Andar de mãos dadas. Por inúmeras vezes essa cena esteve no meu imaginário, mas não com tanta frequência nas minhas histórias de amor. Hoje percebo o quanto isso está diretamente relacionado ao preterimento da mulher preta nas relações amorosas.
Quis falar sobre esse tema em pleno mês dos namorados porque acredito que essa data evidencia o quanto somos empurradas para a solidão no mundo dos afetos e isso acontece de inúmeras maneiras.
Quando adolescentes, nosso cabelo é motivo de chacota. Nossos traços – nariz largo e lábios carnudos – são motivo de bullying. Uma piada pronta. Quem vai querer paquerar a menina tida como feia? Durante todo o meu período na escola, meninas brancas – de cabelos longos, nariz fino e olhos claros – eram as cobiçadas pelos rapazes.

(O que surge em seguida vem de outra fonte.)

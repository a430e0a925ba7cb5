//! # ddfs CLI
//!
//! Command-line front end for the ddfs block-map auditor.

use std::path::PathBuf;

use anyhow::{Context, Result};
use clap::{Parser, Subcommand};
use ddfs_audit::AuditMode;
use ddfs_config::logging::{init_logging, LogLevel};
use ddfs_config::DedupConfig;

mod audit;
mod progress;

/// ddfs - deduplicated volume maintenance
#[derive(Parser, Debug)]
#[command(name = "ddfs")]
#[command(version, about, long_about = None)]
struct Cli {
    /// Config file (default: ~/.ddfs/config.toml merged with .ddfs/config.toml)
    #[arg(long, global = true, value_name = "FILE")]
    config: Option<PathBuf>,

    /// Increase log verbosity (-v info, -vv debug, -vvv trace)
    #[arg(short, long, global = true, action = clap::ArgAction::Count)]
    verbose: u8,

    #[command(subcommand)]
    command: Commands,
}

#[derive(Subcommand, Debug)]
enum Commands {
    /// Verify that every chunk referenced by a block map exists
    Check(audit::AuditArgs),

    /// Verify and restore the target replica count of every chunk
    Repair(audit::AuditArgs),

    /// Print the effective configuration as TOML
    Config,
}

fn load_config(path: Option<&PathBuf>) -> Result<DedupConfig> {
    match path {
        Some(path) => DedupConfig::load_from(path)
            .with_context(|| format!("Failed to load config from {}", path.display())),
        None => DedupConfig::load().context("Failed to load config"),
    }
}

fn main() -> Result<()> {
    let cli = Cli::parse();
    init_logging(LogLevel::from_verbosity(cli.verbose));

    let config = load_config(cli.config.as_ref())?;
    match cli.command {
        Commands::Check(args) => audit::run(AuditMode::VerifyOnly, config, args),
        Commands::Repair(args) => audit::run(AuditMode::Repair, config, args),
        Commands::Config => {
            print!("{}", config.to_toml());
            Ok(())
        }
    }
}
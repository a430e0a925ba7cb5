use std::time::Duration;

use serde::Serialize;

/// Per-run audit counters; reset for every run
#[derive(Debug, Default, Clone, PartialEq, Eq, Serialize)]
pub struct AuditStats {
    pub files_scanned: u64,
    /// Files with at least one missing chunk
    pub corrupt_files: u64,
    /// Missing chunks across all files
    pub corrupt_blocks: u64,
    pub new_redundant_blocks: u64,
    pub failed_redundant_blocks: u64,
    /// Files whose scan failed (verify-only runs keep going)
    pub failed_files: u64,
    /// Descriptors rewritten with a new location vector
    pub rewritten_descriptors: u64,
    pub bytes_scanned: u64,
    #[serde(skip)]
    pub elapsed: Duration,
}

impl AuditStats {
    /// Terminal summary line
    pub fn summary(&self) -> String {
        format!(
            "took [{}] seconds to check [{}]. Found [{}] corrupt files. Made [{}] blocks redundant. Failed to make [{}] blocks redundant.",
            self.elapsed.as_secs(),
            self.files_scanned,
            self.corrupt_files,
            self.new_redundant_blocks,
            self.failed_redundant_blocks
        )
    }

    /// Counters only, ignoring timing
    pub fn same_counts(&self, other: &Self) -> bool {
        Self {
            elapsed: Duration::ZERO,
            ..self.clone()
        } == Self {
            elapsed: Duration::ZERO,
            ..other.clone()
        }
    }
}
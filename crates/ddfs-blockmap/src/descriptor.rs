//! Fixed-size chunk descriptor stored in every block-map record.
//!
//! ```text
//! +--------+---------------------------+----------------------------+
//! | flags  | hash × N  (32 bytes each) | location × N (8 bytes each)|
//! +--------+---------------------------+----------------------------+
//!   1 byte
//! ```
//!
//! `N` is the volume's hash cluster size. Unused shard slots are zero; a
//! record that is entirely zero is a free slot.

use ddfs_cas::{HashLocation, HASH_LEN, LOCATION_LEN};

use crate::{BlockMapError, Result};

const FLAG_PRESENT: u8 = 0x80;
const FLAG_LOCAL: u8 = 0x01;

/// Record geometry for a given hash cluster size
#[derive(Debug, Clone, Copy, PartialEq, Eq)]
pub struct DescriptorLayout {
    hash_cluster_size: usize,
}

impl DescriptorLayout {
    pub fn new(hash_cluster_size: usize) -> Self {
        Self {
            hash_cluster_size: hash_cluster_size.max(1),
        }
    }

    pub fn hash_cluster_size(&self) -> usize {
        self.hash_cluster_size
    }

    pub fn hash_area(&self) -> usize {
        HASH_LEN * self.hash_cluster_size
    }

    pub fn location_area(&self) -> usize {
        LOCATION_LEN * self.hash_cluster_size
    }

    /// Serialized descriptor size in bytes
    pub fn record_size(&self) -> usize {
        1 + self.hash_area() + self.location_area()
    }
}

impl Default for DescriptorLayout {
    fn default() -> Self {
        Self::new(1)
    }
}

/// Hash, replica locations and locality flag of one chunk
#[derive(Debug, Clone, PartialEq, Eq)]
pub struct ChunkDescriptor {
    hash: Vec<u8>,
    hash_location: Vec<u8>,
    local_data: bool,
}

impl ChunkDescriptor {
    /// Descriptor for a single-shard chunk
    pub fn new(hash: &[u8], location: HashLocation, local_data: bool) -> Self {
        Self {
            hash: hash.to_vec(),
            hash_location: location.as_bytes().to_vec(),
            local_data,
        }
    }

    /// Descriptor from concatenated shard hashes and shard locations
    pub fn from_parts(hash: Vec<u8>, hash_location: Vec<u8>, local_data: bool) -> Self {
        Self {
            hash,
            hash_location,
            local_data,
        }
    }

    /// Concatenated shard hashes
    pub fn hash(&self) -> &[u8] {
        &self.hash
    }

    /// First shard's hash
    pub fn primary_hash(&self) -> &[u8] {
        &self.hash[..self.hash.len().min(HASH_LEN)]
    }

    /// Concatenated shard location vectors
    pub fn hash_location(&self) -> &[u8] {
        &self.hash_location
    }

    /// First shard's location vector
    pub fn location(&self) -> HashLocation {
        self.hash_location
            .get(..LOCATION_LEN)
            .and_then(HashLocation::from_slice)
            .unwrap_or_default()
    }

    /// Replace the first shard's location vector
    pub fn set_location(&mut self, location: HashLocation) {
        if self.hash_location.len() < LOCATION_LEN {
            self.hash_location.resize(LOCATION_LEN, 0);
        }
        self.hash_location[..LOCATION_LEN].copy_from_slice(location.as_bytes());
    }

    pub fn is_local_data(&self) -> bool {
        self.local_data
    }

    pub fn set_local_data(&mut self, local: bool) {
        self.local_data = local;
    }

    /// Serialize into a fixed-size record
    pub fn encode(&self, layout: &DescriptorLayout) -> Result<Vec<u8>> {
        if self.hash.len() > layout.hash_area() || self.hash_location.len() > layout.location_area() {
            return Err(BlockMapError::Corrupted(format!(
                "descriptor with {} hash / {} location bytes exceeds {} shard slots",
                self.hash.len(),
                self.hash_location.len(),
                layout.hash_cluster_size()
            )));
        }

        let mut out = vec![0u8; layout.record_size()];
        out[0] = FLAG_PRESENT | if self.local_data { FLAG_LOCAL } else { 0 };
        out[1..1 + self.hash.len()].copy_from_slice(&self.hash);
        let loc_start = 1 + layout.hash_area();
        out[loc_start..loc_start + self.hash_location.len()].copy_from_slice(&self.hash_location);
        Ok(out)
    }

    /// Parse a record; `Ok(None)` for a free (never written) slot
    pub fn decode(record: &[u8], layout: &DescriptorLayout) -> Result<Option<Self>> {
        if record.len() != layout.record_size() {
            return Err(BlockMapError::Corrupted(format!(
                "record is {} bytes, expected {}",
                record.len(),
                layout.record_size()
            )));
        }
        let flags = record[0];
        if flags & FLAG_PRESENT == 0 {
            return Ok(None);
        }

        let loc_start = 1 + layout.hash_area();
        let hash = record[1..loc_start].to_vec();
        let hash_location = record[loc_start..].to_vec();

        Ok(Some(Self {
            hash,
            hash_location,
            local_data: flags & FLAG_LOCAL != 0,
        }))
    }
}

Obviamente, há muito do machismo aqui também. Essa dinâmica escolar é, muitas vezes, o ponto de partida para assédios e para a objetificação do corpo feminino.
Mas é em meio a tudo isso também que as relações se forjam e a nossa autoestima se consolida. Ou é destroçada. O mais contraditório disso tudo é que na mesma proporção em que somos desdenhadas, somos também animalizadas.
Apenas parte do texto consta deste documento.